The T-score is the number of standard deviations (SD) above or below the young adult mean. The young adult mean is the expected normal value for the patient compared to others of the same sex and ethnicity. It is approximately what the patient should have been at their peak bone density at about age 20 years.
As a general rule, for every SD below normal the fracture risk doubles. Thus, a patient with a BMD of 1 SD below normal (a T-score of -1) has twice the risk of fracture as a person with a normal BMD. If the T-score is -2, the risk of fracture is four times normal. A T-score of -3 is eight times the normal fracture risk. Patients with a high fracture risk can be treated to prevent future fractures.

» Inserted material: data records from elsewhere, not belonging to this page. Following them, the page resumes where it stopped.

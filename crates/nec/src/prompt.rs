//! dialoguer-backed prompter for the wizard

use dialoguer::{Confirm, Input, Select};
use nec_projects::{Error, Prompter, Question, Result};

use crate::output;

/// Asks wizard questions on the terminal
#[derive(Debug, Default)]
pub struct TerminalPrompter;

fn prompt_error(err: dialoguer::Error) -> Error {
    Error::prompt(err.to_string())
}

impl Prompter for TerminalPrompter {
    fn select(&mut self, question: &Question, choices: &[String], default: usize) -> Result<usize> {
        Select::new()
            .with_prompt(question.prompt())
            .items(choices)
            .default(default)
            .interact()
            .map_err(prompt_error)
    }

    fn input(&mut self, question: &Question, default: Option<&str>) -> Result<String> {
        let mut input = Input::<String>::new()
            .with_prompt(question.prompt())
            .allow_empty(true);
        if let Some(default) = default {
            input = input.default(default.to_string());
        }
        input.interact_text().map_err(prompt_error)
    }

    fn confirm(&mut self, question: &Question, default: bool) -> Result<bool> {
        Confirm::new()
            .with_prompt(question.prompt())
            .default(default)
            .interact()
            .map_err(prompt_error)
    }

    fn reject(&mut self, _question: &Question, message: &str) {
        output::error(message);
    }
}
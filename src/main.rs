//! DDoS Traffic Monitor
//!
//! This is the main entry point for the traffic monitor.
//! It wires the analysis pipeline, starts its background tasks and serves
//! the HTTP API until shutdown.

use std::sync::Arc;
use std::time::Duration;

use actix_web::{web, App, HttpServer};
use anyhow::Context;
use dotenv::dotenv;
use log::{error, info, warn};
use metrics_exporter_prometheus::PrometheusBuilder;
use tokio::io::BufReader;
use tokio::sync::watch;

use ddos_traffic_monitor::api::{self, ApiState};
use ddos_traffic_monitor::config::load_config;
use ddos_traffic_monitor::core::{
    line_source, persistence_queue, run_ingestion, select_scorer, BatchWriter, BlockList,
    IngestionQueue, LogMitigator, Mitigator, MonitorState, RedisFlowStore, SnapshotPublisher,
    TrafficAnalyzer, WebhookMitigator, WindowedAggregator,
};
use ddos_traffic_monitor::models::CaptureConfig;

#[actix_web::main]
async fn main() -> anyhow::Result<()> {
    // Load environment variables
    dotenv().ok();

    // Initialize logging
    env_logger::init();

    info!("Starting DDoS Traffic Monitor...");

    // Load configuration
    let config = load_config().context("Failed to load configuration")?;

    if config.metrics.enabled {
        let listen: std::net::SocketAddr = config.metrics.listen.parse()
            .context("Invalid metrics listen address")?;
        PrometheusBuilder::new()
            .with_http_listener(listen)
            .install()
            .context("Failed to install Prometheus exporter")?;
    }

    let state = MonitorState::new(config.pipeline.start_monitoring);
    let publisher = Arc::new(SnapshotPublisher::new());
    let mitigator: Arc<dyn Mitigator> = match &config.mitigation.webhook_url {
        Some(url) => Arc::new(WebhookMitigator::new(url.clone())),
        None => Arc::new(LogMitigator),
    };
    let blocklist = Arc::new(BlockList::new(mitigator));
    let ingestion = IngestionQueue::new(config.pipeline.ingestion_capacity, state.clone());
    let (shutdown_tx, shutdown_rx) = watch::channel(false);

    // Write-behind persistence
    let records = if config.persistence.enabled {
        let client = redis::Client::open(config.persistence.redis_url.as_str())
            .context("Failed to create Redis client")?;
        let queue = persistence_queue(config.persistence.queue_capacity);
        let writer = BatchWriter::new(
            queue.clone(),
            Arc::new(RedisFlowStore::new(client, config.persistence.list_key.clone())),
            config.persistence.batch_size,
            Duration::from_secs(config.persistence.flush_interval_seconds.max(1)),
        );
        tokio::spawn(writer.run(shutdown_rx.clone()));
        Some(queue)
    } else {
        None
    };

    // Windowed analysis
    let window = config.pipeline.window();
    let aggregator = WindowedAggregator::new(
        ingestion.clone(),
        select_scorer(config.scorer.model_path.as_deref(), window),
        publisher.clone(),
        state.clone(),
        blocklist.clone(),
        records,
        window,
        config.pipeline.decay_factor,
    );
    tokio::spawn(aggregator.run(shutdown_rx.clone()));

    // Packet ingestion
    spawn_ingestion(&config.capture, ingestion, shutdown_rx.clone());

    let analyzer = Arc::new(TrafficAnalyzer::new(
        state,
        publisher,
        blocklist,
        config.auto_block.risk_threshold,
    ));
    let api_state = web::Data::new(ApiState { analyzer });

    // Start HTTP server
    let server = HttpServer::new(move || {
        App::new()
            .app_data(api_state.clone())
            .configure(api::config)
    })
    .bind((config.server.host.as_str(), config.server.port))?
    .run();

    info!("API listening on {}:{}", config.server.host, config.server.port);
    let result = server.await;

    // Stop the background tasks on exit
    let _ = shutdown_tx.send(true);
    result.map_err(Into::into)
}

fn spawn_ingestion(capture: &CaptureConfig, queue: IngestionQueue, shutdown: watch::Receiver<bool>) {
    let input = capture.input.clone();
    let ip_filter = capture.ip_filter.clone();

    tokio::spawn(async move {
        let result = match input {
            Some(path) => match tokio::fs::File::open(&path).await {
                Ok(file) => run_ingestion(line_source(BufReader::new(file), ip_filter), queue, shutdown).await,
                Err(e) => {
                    error!("Capture input {} could not be opened: {}", path, e);
                    return;
                }
            },
            None => run_ingestion(line_source(BufReader::new(tokio::io::stdin()), ip_filter), queue, shutdown).await,
        };
        if result.is_err() {
            warn!("Ingestion task ended; serving the last published snapshot.");
        }
    });
}
use criterion::{black_box, criterion_group, criterion_main, Criterion};
use ddos_traffic_monitor::core::{analyze_window, HeuristicScorer, PacketObservation, Protocol};
use std::time::Duration;

fn synthetic_window(packets: usize, sources: usize) -> Vec<PacketObservation> {
    let protocols = [Protocol::Tcp, Protocol::Udp, Protocol::Icmp, Protocol::Other];
    (0..packets)
        .map(|i| {
            let src = i % sources;
            PacketObservation::new(
                format!("10.{}.{}.{}", src / 65536 % 256, src / 256 % 256, src % 256),
                64 + (i % 1400) as u64,
                protocols[i % protocols.len()],
            )
        })
        .collect()
}

fn window_analysis_benchmark(c: &mut Criterion) {
    let window = synthetic_window(10_000, 500);

    c.bench_function("analyze_window_10k_packets_500_sources", |b| {
        b.iter(|| {
            analyze_window(
                black_box(&window),
                &HeuristicScorer,
                Duration::from_secs(5),
                0,
            )
        })
    });
}

criterion_group!(benches, window_analysis_benchmark);
criterion_main!(benches);
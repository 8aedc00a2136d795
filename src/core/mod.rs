//! Core functionality for the traffic monitor.
//!
//! This module contains the analysis pipeline: packet ingestion, windowed
//! aggregation, risk scoring, classification, snapshot publication,
//! auto-blocking and write-behind persistence.

pub mod aggregator;
pub mod analyzer;
pub mod auto_block;
pub mod blocklist;
pub mod capture;
pub mod classifier;
pub mod mitigation;
pub mod persistence;
pub mod queue;
pub mod scorer;
pub mod snapshot;
pub mod state;

pub use aggregator::{aggregate, analyze_window, FlowStat, WindowedAggregator};
pub use analyzer::{IpRiskReport, TrafficAnalyzer, TrafficReport};
pub use auto_block::AutoBlockPolicy;
pub use blocklist::{BlockEntry, BlockList, BlockOutcome, UnblockOutcome};
pub use capture::{line_source, run_ingestion, CaptureError, IngestionQueue, PacketObservation, Protocol};
pub use classifier::{classify, ClassifiedFlow, DdosType, FlowStatus};
pub use mitigation::{LogMitigator, MitigationAction, Mitigator, WebhookMitigator};
pub use persistence::{persistence_queue, BatchWriter, FlowStore, PersistenceQueue, PersistenceRecord, RedisFlowStore};
pub use queue::BoundedQueue;
pub use scorer::{select_scorer, HeuristicScorer, LogisticModel, ModelScorer, ProbabilisticModel, RiskScorer};
pub use snapshot::{AnalysisSnapshot, SnapshotPublisher};
pub use state::MonitorState;
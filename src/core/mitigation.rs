//! Mitigation side effects for blocked IPs.
//!
//! The block set only records decisions; enforcing them belongs to an
//! external firewall agent. [`LogMitigator`] just records the action, while
//! [`WebhookMitigator`] forwards it to an agent over HTTP.

use async_trait::async_trait;
use log::info;
use reqwest::Client;
use serde::Serialize;
use std::time::Duration;
use thiserror::Error;

/// Errors that can occur while notifying the firewall agent
#[derive(Debug, Error)]
pub enum MitigationError {
    #[error("API request failed: {0}")]
    RequestError(#[from] reqwest::Error),
    #[error("Invalid response: {0}")]
    InvalidResponse(String),
}

/// Change applied to an IP's firewall state
#[derive(Debug, Clone, Copy, PartialEq, Eq, Serialize)]
#[serde(rename_all = "UPPERCASE")]
pub enum MitigationAction {
    Add,
    Delete,
}

impl MitigationAction {
    pub fn as_str(&self) -> &'static str {
        match self {
            MitigationAction::Add => "ADD",
            MitigationAction::Delete => "DELETE",
        }
    }
}

#[cfg_attr(test, mockall::automock)]
#[async_trait]
pub trait Mitigator: Send + Sync {
    async fn apply(&self, ip: &str, action: MitigationAction) -> Result<(), MitigationError>;
}

/// Records the action without touching the network stack
#[derive(Debug, Default, Clone, Copy)]
pub struct LogMitigator;

#[async_trait]
impl Mitigator for LogMitigator {
    async fn apply(&self, ip: &str, action: MitigationAction) -> Result<(), MitigationError> {
        info!("[{} BLOCK ACTION] IP {} recorded in block list.", action.as_str(), ip);
        Ok(())
    }
}

#[derive(Debug, Serialize)]
struct MitigationRequest<'a> {
    ip: &'a str,
    action: MitigationAction,
}

/// Forwards block/unblock actions to a firewall agent endpoint
pub struct WebhookMitigator {
    /// HTTP client
    client: Client,
    /// Agent endpoint
    url: String,
}

impl WebhookMitigator {
    pub fn new(url: String) -> Self {
        let client = Client::builder()
            .timeout(Duration::from_secs(5))
            .build()
            .unwrap_or_else(|_| Client::new());
        Self { client, url }
    }
}

#[async_trait]
impl Mitigator for WebhookMitigator {
    async fn apply(&self, ip: &str, action: MitigationAction) -> Result<(), MitigationError> {
        let response = self.client
            .post(&self.url)
            .json(&MitigationRequest { ip, action })
            .send()
            .await?;

        if !response.status().is_success() {
            return Err(MitigationError::InvalidResponse(format!(
                "agent answered {} for {} {}",
                response.status(),
                action.as_str(),
                ip
            )));
        }

        info!("[{} BLOCK ACTION] IP {} forwarded to {}", action.as_str(), ip, self.url);
        Ok(())
    }
}

#[cfg(test)]
mod tests {
    use super::*;

    #[tokio::test]
    async fn test_log_mitigator_always_succeeds() {
        tokio_test::assert_ok!(LogMitigator.apply("10.0.0.1", MitigationAction::Add).await);
        tokio_test::assert_ok!(LogMitigator.apply("10.0.0.1", MitigationAction::Delete).await);
    }

    #[tokio::test]
    async fn test_webhook_unreachable_is_an_error() {
        let mitigator = WebhookMitigator::new("http://127.0.0.1:1/block".to_string());
        tokio_test::assert_err!(mitigator.apply("10.0.0.1", MitigationAction::Add).await);
    }

    #[test]
    fn test_action_wire_format() {
        let body = serde_json::to_value(MitigationRequest {
            ip: "10.0.0.1",
            action: MitigationAction::Delete,
        })
        .unwrap();
        assert_eq!(body["action"], "DELETE");
    }
}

Other risk factors for fracture include a person's eyesight, balance, leg strength, and physical agility. Age itself is an independent risk factor for fracture, independent of bone density. Osteoporosis patients that have had a previous fragility fracture are considered to have severe osteoporosis and have a high risk for future fractures.
The Z-score is the number of SD the bone density measurement is above or below the value expected for the patient's age.
Primary osteoporosis is age-related osteoporosis, with no secondary causes.
Secondary osteoporosis occurs when underlying agents or conditions induce bone loss. Some common causes of secondary osteoporosis are thyroid or parathyroid abnormalities, malabsorption, alcoholism, smoking, and the use of certain medications especially corticosteriods.
A Z-score lower then -1.5 is suggestive of secondary osteoporosis. If secondary causes are suspected, laboratory testing should be performed to find out if there is an underlying reason for the osteoporosis. This is important because treating the underlying condition may be necessary to correct the low bone density.